Tuesday, 16 August 2011

Places of Note 3 - The Prince Alfred

355 Bay St, Port Melbourne VIC 3207, Australia

Sunday - Thursday: 4pm to late
Friday: 12noon to 1am
Saturday: 4pm to 1am


There was once a time when, rather than being full of overpriced boutiques, German cars and odd- looking dogs, Port Melbourne was a den of vice and filth, the sort of place where even the venereal diseases packed heat.

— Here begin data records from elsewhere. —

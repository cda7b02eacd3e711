//! Lore entry CRUD handlers. Every content change re-enqueues the
//! entry for embedding.

use axum::extract::{Path, State};
use axum::http::StatusCode;
use axum::Json;

use crate::db;
use crate::error::StoryError;
use crate::jobs::Job;
use crate::AppState;

use super::blocking;

pub(super) async fn list_lore(
    State(state): State<AppState>,
    Path(id): Path<String>,
) -> Result<Json<Vec<db::LoreEntry>>, StoryError> {
    let store = state.db.clone();
    let entries = blocking(move || -> Result<Vec<db::LoreEntry>, StoryError> {
        if store.get_story(&id)?.is_none() {
            return Err(StoryError::NotFound);
        }
        store.list_lore(&id)
    })
    .await??;
    Ok(Json(entries))
}

pub(super) async fn create_lore(
    State(state): State<AppState>,
    Path(id): Path<String>,
    Json(input): Json<db::LoreEntryInput>,
) -> Result<(StatusCode, Json<db::LoreEntry>), StoryError> {
    let store = state.db.clone();
    let entry = blocking(move || store.insert_lore(&id, input)).await??;
    state.jobs.enqueue(Job::EmbedLore { lore_id: entry.id.clone() });
    Ok((StatusCode::CREATED, Json(entry)))
}

pub(super) async fn update_lore(
    State(state): State<AppState>,
    Path((id, entry_id)): Path<(String, String)>,
    Json(input): Json<db::LoreEntryInput>,
) -> Result<Json<db::LoreEntry>, StoryError> {
    let store = state.db.clone();
    let entry = blocking(move || store.update_lore(&id, &entry_id, input))
        .await??
        .ok_or(StoryError::NotFound)?;
    state.jobs.enqueue(Job::EmbedLore { lore_id: entry.id.clone() });
    Ok(Json(entry))
}

pub(super) async fn delete_lore(
    State(state): State<AppState>,
    Path((id, entry_id)): Path<(String, String)>,
) -> Result<StatusCode, StoryError> {
    let store = state.db.clone();
    let deleted = blocking(move || store.delete_lore(&id, &entry_id)).await??;
    if !deleted {
        return Err(StoryError::NotFound);
    }
    Ok(StatusCode::NO_CONTENT)
}
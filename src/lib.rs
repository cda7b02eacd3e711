pub mod ai;
pub mod api;
pub mod assemble;
pub mod db;
pub mod error;
pub mod jobs;
pub mod prompts;
pub mod retrieve;
pub mod settings;
pub mod suggest;
pub mod summarize;
pub mod turn;
pub mod util;

use std::num::NonZeroUsize;
use std::sync::Arc;

use lru::LruCache;

pub type SharedDB = Arc<db::StoryDB>;

/// Run a blocking DB operation on tokio's blocking thread pool.
///
/// All synchronous StoryDB calls in async context MUST go through this
/// to avoid starving tokio worker threads.
pub async fn db_call<F, T>(db: &SharedDB, f: F) -> Result<T, error::StoryError>
where
    F: FnOnce(&db::StoryDB) -> T + Send + 'static,
    T: Send + 'static,
{
    let db = Arc::clone(db);
    tokio::task::spawn_blocking(move || f(&db))
        .await
        .map_err(|e| error::StoryError::Internal(e.to_string()))
}

#[derive(Clone)]
pub struct AppState {
    pub db: SharedDB,
    pub ai: Option<ai::AiConfig>,
    pub jobs: jobs::JobQueue,
    pub embed_cache: EmbedCache,
    pub settings: settings::TurnSettings,
    pub started_at: std::time::Instant,
}

impl AppState {
    /// `None` when no model backend is configured — turn endpoints then
    /// answer 503 while CRUD keeps working.
    pub fn turn_runner(&self) -> Option<turn::TurnRunner> {
        let cfg = self.ai.clone()?;
        Some(turn::TurnRunner {
            db: self.db.clone(),
            chat: Arc::new(cfg.clone()),
            embedder: Some(Arc::new(cfg.clone())),
            cache: self.embed_cache.clone(),
            jobs: self.jobs.clone(),
            settings: self.settings.clone(),
            chat_model: cfg.chat_model,
            summary_model: cfg.summary_model,
        })
    }
}

/// Small LRU cache for query embeddings so repeated retrieval of the same
/// input doesn't hit the embedding backend again.
#[derive(Clone)]
pub struct EmbedCache {
    inner: Arc<parking_lot::Mutex<LruCache<String, Vec<f32>>>>,
}

impl EmbedCache {
    pub fn new(capacity: usize) -> Self {
        Self {
            inner: Arc::new(parking_lot::Mutex::new(LruCache::new(
                NonZeroUsize::new(capacity).unwrap_or(NonZeroUsize::new(128).unwrap()),
            ))),
        }
    }

    pub fn get(&self, key: &str) -> Option<Vec<f32>> {
        self.inner.lock().get(key).cloned()
    }

    pub fn insert(&self, key: String, value: Vec<f32>) {
        self.inner.lock().put(key, value);
    }
}
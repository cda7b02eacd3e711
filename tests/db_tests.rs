mod common;

use common::{seed_story, test_db};
use spindle::db::{LoreEntryInput, StoryInput, StoryPatch};

#[test]
fn story_crud() {
    let db = test_db();
    let story = db
        .insert_story(StoryInput {
            title: "The Hollow Crown".into(),
            ai_instruction_key: "dark_storyteller".into(),
            ai_instructions: "Narrate grimly.".into(),
            plot_essentials: "The king is dead.".into(),
            tags: vec!["fantasy".into()],
            ..Default::default()
        })
        .unwrap();
    assert_eq!(story.title, "The Hollow Crown");
    assert_eq!(story.tags, vec!["fantasy"]);

    let got = db.get_story(&story.id).unwrap().unwrap();
    assert_eq!(got.ai_instruction_key, "dark_storyteller");

    let (updated, embed_ids) = db
        .update_story(&story.id, StoryPatch { title: Some("Crown".into()), ..Default::default() })
        .unwrap()
        .unwrap();
    assert_eq!(updated.title, "Crown");
    assert!(embed_ids.is_empty());
    // untouched fields survive a partial update
    assert_eq!(updated.plot_essentials, "The king is dead.");

    assert!(db.delete_story(&story.id).unwrap());
    assert!(db.get_story(&story.id).unwrap().is_none());
    assert!(!db.delete_story(&story.id).unwrap());
}

#[test]
fn blank_title_defaults() {
    let db = test_db();
    let story = db.insert_story(StoryInput { title: "   ".into(), ..Default::default() }).unwrap();
    assert_eq!(story.title, "Untitled Story");
}

#[test]
fn create_with_summary_and_lore() {
    let db = test_db();
    let story = db
        .insert_story(StoryInput {
            title: "Seeded".into(),
            plot_summary: "It begins.".into(),
            lore: vec![LoreEntryInput {
                title: "Gareth".into(),
                tag: "Character".into(),
                triggers: "knight".into(),
                description: "A wandering knight.".into(),
                ..Default::default()
            }],
            ..Default::default()
        })
        .unwrap();
    assert_eq!(db.plot_summary(&story.id).unwrap(), "It begins.");
    let record = db.summary_record(&story.id).unwrap().unwrap();
    assert_eq!(record.last_position, -1);
    assert_eq!(db.list_lore(&story.id).unwrap().len(), 1);
}

#[test]
fn commit_turn_positions_and_last_position() {
    let db = test_db();
    let story = seed_story(&db, "Turns");

    for n in 0..4 {
        let (user_pos, assistant_pos) = db
            .commit_turn(&story.id, "story", &format!("input {n}"), &format!("output {n}"), "sum")
            .unwrap();
        assert_eq!(user_pos, n * 2);
        assert_eq!(assistant_pos, n * 2 + 1);

        // after N committed turns: 2N messages, last_position == N-1
        let messages = db.list_messages(&story.id).unwrap();
        assert_eq!(messages.len() as i64, (n + 1) * 2);
        let record = db.summary_record(&story.id).unwrap().unwrap();
        assert_eq!(record.last_position, n);
    }

    let messages = db.list_messages(&story.id).unwrap();
    for (i, msg) in messages.iter().enumerate() {
        assert_eq!(msg.position, i as i64);
        assert_eq!(msg.role, if i % 2 == 0 { "user" } else { "assistant" });
    }
    assert_eq!(messages[0].mode.as_deref(), Some("story"));
    assert_eq!(messages[1].mode, None);
}

#[test]
fn at_most_one_summary_record() {
    let db = test_db();
    let story = seed_story(&db, "Summaries");
    db.commit_turn(&story.id, "story", "a", "b", "first").unwrap();
    db.commit_turn(&story.id, "story", "c", "d", "second").unwrap();
    db.update_story(&story.id, StoryPatch { plot_summary: Some("edited".into()), ..Default::default() })
        .unwrap()
        .unwrap();
    let record = db.summary_record(&story.id).unwrap().unwrap();
    assert_eq!(record.summary, "edited");
    // last_position survives a summary-text edit
    assert_eq!(record.last_position, 1);
}

#[test]
fn commit_turn_missing_story() {
    let db = test_db();
    let err = db.commit_turn("nope", "story", "a", "b", "").unwrap_err();
    assert!(matches!(err, spindle::error::StoryError::NotFound));
}

#[test]
fn last_assistant_skips_empty() {
    let db = test_db();
    let story = seed_story(&db, "History");
    db.commit_turn(&story.id, "story", "one", "The door creaks open.", "").unwrap();
    db.commit_turn(&story.id, "story", "two", "", "").unwrap();
    assert_eq!(
        db.last_assistant_text(&story.id).unwrap().as_deref(),
        Some("The door creaks open.")
    );
}

#[test]
fn lore_crud_and_vector_invalidation() {
    let db = test_db();
    let story = seed_story(&db, "Lore");
    let entry = db
        .insert_lore(
            &story.id,
            LoreEntryInput {
                title: "Old Mill".into(),
                tag: "Location".into(),
                triggers: "mill, river".into(),
                description: "A ruined mill.".into(),
                ..Default::default()
            },
        )
        .unwrap();

    db.upsert_lore_vector(&entry.id, &story.id, "Old Mill", Some(&[0.1, 0.2])).unwrap();
    let vectors = db.story_vectors(&story.id).unwrap();
    assert_eq!(vectors.len(), 1);
    assert!(vectors[0].embedding.is_some());

    // content edits invalidate the stored embedding
    db.update_lore(
        &story.id,
        &entry.id,
        LoreEntryInput { title: "Old Mill".into(), description: "Rebuilt.".into(), ..Default::default() },
    )
    .unwrap()
    .unwrap();
    let vectors = db.story_vectors(&story.id).unwrap();
    assert!(vectors[0].embedding.is_none());
    assert_eq!(db.lore_ids_missing_vectors().unwrap(), vec![entry.id.clone()]);

    // deleting the entry removes its vector row
    assert!(db.delete_lore(&story.id, &entry.id).unwrap());
    assert!(db.story_vectors(&story.id).unwrap().is_empty());
}

#[test]
fn empty_lore_title_rejected() {
    let db = test_db();
    let story = seed_story(&db, "Validation");
    let err = db
        .insert_lore(&story.id, LoreEntryInput { title: "  ".into(), ..Default::default() })
        .unwrap_err();
    assert!(matches!(err, spindle::error::StoryError::Validation(_)));
}

#[test]
fn replacing_lore_reports_new_ids() {
    let db = test_db();
    let story = seed_story(&db, "Replace");
    db.insert_lore(&story.id, LoreEntryInput { title: "Old".into(), ..Default::default() }).unwrap();

    let (_, embed_ids) = db
        .update_story(
            &story.id,
            StoryPatch {
                lore: Some(vec![
                    LoreEntryInput { title: "A".into(), ..Default::default() },
                    LoreEntryInput { title: "B".into(), ..Default::default() },
                ]),
                ..Default::default()
            },
        )
        .unwrap()
        .unwrap();
    assert_eq!(embed_ids.len(), 2);
    let titles: Vec<String> =
        db.list_lore(&story.id).unwrap().into_iter().map(|e| e.title).collect();
    assert_eq!(titles, vec!["A", "B"]);
}

#[test]
fn cascade_delete() {
    let db = test_db();
    let story = seed_story(&db, "Cascade");
    let entry = db
        .insert_lore(&story.id, LoreEntryInput { title: "Gareth".into(), ..Default::default() })
        .unwrap();
    db.upsert_lore_vector(&entry.id, &story.id, "Gareth", Some(&[1.0])).unwrap();
    db.commit_turn(&story.id, "story", "a", "b", "sum").unwrap();

    assert!(db.delete_story(&story.id).unwrap());
    assert!(db.list_messages(&story.id).unwrap().is_empty());
    assert!(db.list_lore(&story.id).unwrap().is_empty());
    assert!(db.story_vectors(&story.id).unwrap().is_empty());
    assert!(db.summary_record(&story.id).unwrap().is_none());
    assert!(db.find_lore_by_id(&entry.id).unwrap().is_none());
}

#[test]
fn recent_lore_orders_newest_first() {
    let db = test_db();
    let story = seed_story(&db, "Recency");
    for n in 0..5 {
        db.insert_lore(&story.id, LoreEntryInput { title: format!("entry {n}"), ..Default::default() })
            .unwrap();
    }
    let recent = db.recent_lore(&story.id, 3).unwrap();
    let titles: Vec<String> = recent.into_iter().map(|e| e.title).collect();
    assert_eq!(titles, vec!["entry 4", "entry 3", "entry 2"]);
}
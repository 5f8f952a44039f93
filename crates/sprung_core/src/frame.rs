//! Frame scheduling abstraction
//!
//! The animation engine never owns a render loop. It asks the host for
//! "call me on the next frame" and "call me after N milliseconds", and
//! cancels those requests when its state is reset or destroyed.

use slotmap::new_key_type;
use std::rc::Rc;

/// Duration of one frame at 60 Hz, in milliseconds
pub const NOMINAL_FRAME_MS: f64 = 1000.0 / 60.0;

new_key_type! {
    /// Handle to a scheduled tick or timeout
    pub struct TickId;
}

impl TickId {
    /// Convert to raw u64 for logging and storage
    pub fn to_raw(self) -> u64 {
        self.0.as_ffi()
    }
}

/// Callback invoked by the host with the current timestamp in milliseconds
pub type TickCallback = Box<dyn FnOnce(f64)>;

/// Shared, single-threaded handle to a frame scheduler
pub type SharedScheduler = Rc<dyn FrameScheduler>;

/// A monotonically non-decreasing timestamp source
pub trait Clock {
    /// Current time in milliseconds
    fn now_ms(&self) -> f64;
}

/// The host's frame scheduling facility
///
/// Implementations must invoke each callback at most once, with timestamps
/// that never decrease between calls.
pub trait FrameScheduler: Clock {
    /// Run `callback` on the next frame
    fn request_tick(&self, callback: TickCallback) -> TickId;

    /// Run `callback` once at least `delay_ms` have elapsed
    fn request_timeout(&self, delay_ms: f64, callback: TickCallback) -> TickId;

    /// Cancel a pending tick or timeout
    ///
    /// Returns `false` if the callback already ran or was already cancelled.
    fn cancel(&self, id: TickId) -> bool;

    /// Check whether a tick or timeout is still waiting to run
    fn is_pending(&self, id: TickId) -> bool;
}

Before air travel the area was one of the main gateways for many of the people and goods entering the country from overseas.  Full of hard men who worked the docks or within the many factories that rose above the small cottages and terraces of the working class like great soot stained mountains of brick and sandstone, the place was also home to some of the more unsavoury elements of society such as the notoriously corrupt Painters and Dockers Union.
I often wonder what someone from back then would think while, on their way to a day of labour doing God only knows what, if they knew that the same cramped terrace their family shivered in, would one day be bought at auction for over a million dollars by some Vespa-driving yuppie.  The world is an odd place...
Now, the thing about hard men is they tend to enjoy a drink and therefore need somewhere to attain the aforementioned, so really old, stately looking pubs are pretty thick on the ground in Port Melbourne.  Be warned though, this is deep in wine country now, where beer is being served it is most likely going to be Stella.  Enter the Prince Alfred.

Next to the Library in Bay Street, the Prince Alfred is my vision of what a pub should look like.  It isn’t a craft beer bar, more just a smart looking pub which just happens to offer really good beer, like the owners have actually put some thought into what they are offering.  There is something there catering to every strata of beer drinker, Carlton Draught and Pure Blonde for the great unwashed, a few white-belt craft beers like LC Bright and White Rabbit Dark followed by the big guns, Mt Goat Steam Ale and Prickly Moses Otway Ale along with Napoleon & Co Cider for those whom are that way inclined.  The bottle list, although not extensive, holds a few surprises and has something to suit most moods. 

The food is excellent and, given the area, in no way pretentious or overpriced.  The steak on Tuesday  steak night ($15) is a decent size and hasn’t had the shit pounded out of it with a rolling pin while the chips are hand cut too, which is all class.  I’ve also noticed is that the specials often incorporate beer as an ingredient in some way, beef and stout pie, lamb shank braised in dark ale, pilsener battered trevalley and chips, to name but a few dishes I’ve seen on offer.
Being an avid disciple of the chalk and felt, it distresses me there are so few places I can drink good beer while enjoying a game of pool (Royston excepted).  The Alfred boasts two pool tables behind the rectangular central bar, both are in good shape for pub tables, the felt has no damage, chalk is easy to find and the cue’s don’t look like they’ve been cracked around someone’s head.  The tables are both positioned well with no close walls to interfere with your shots no matter what the angle.  

I like to think of the Prince Albert as a glimpse into the future, a pub to cater for all tastes.  On a final note, I’ll say just this.  Between 5pm – 6pm each night there are $3.50 pots of everything.  That is all.      

Friday, 12 August 2011

Beer of the Week - Mornington Porter

English Porter 6%

Mornington Peninsula are a brewery whom have never once failed me, like some sort of craft beer battleship (The Beersmark! Anyone? Hello?), each successive beer I’ve tried has hit like a barrage of 475mL - sized shells.  I tried their 2IPA at some point and it blew me away, if all the other Double India Pale Ales were wrestlers Mornington’s would be Andre the Giant just stomping on faces. 

So, fast forward a few months to last Sunday at the Tap House where I sat and ogled this dark beauty.  Big-ass mocha coloured head (I think mocha’s a colour) atop aforementioned midnight dark body.  Smelt nice, mocha, although tilting more towards coffee than chocolate, with a good earthy undertone to give it a bit of depth, there’s also a slightly vapoury, sweet liquor character to the whole affair.  Harlot.

The flavour is assertive, lots’a dark fruit and earthy flavours at the beginning, becomes a bitter finish with chocolate and coffee and the slight tartness of sour cherries.  Add the soft, velvety mouthfeel of this Porter into the equation and you’re left with a beer which serves equally as well as a winter’s afternoon session beer, or as a contemplative after-dinner night cap. 

Possibly my favourite Australian Porter and on par with my NZ favourite, Emerson’s London.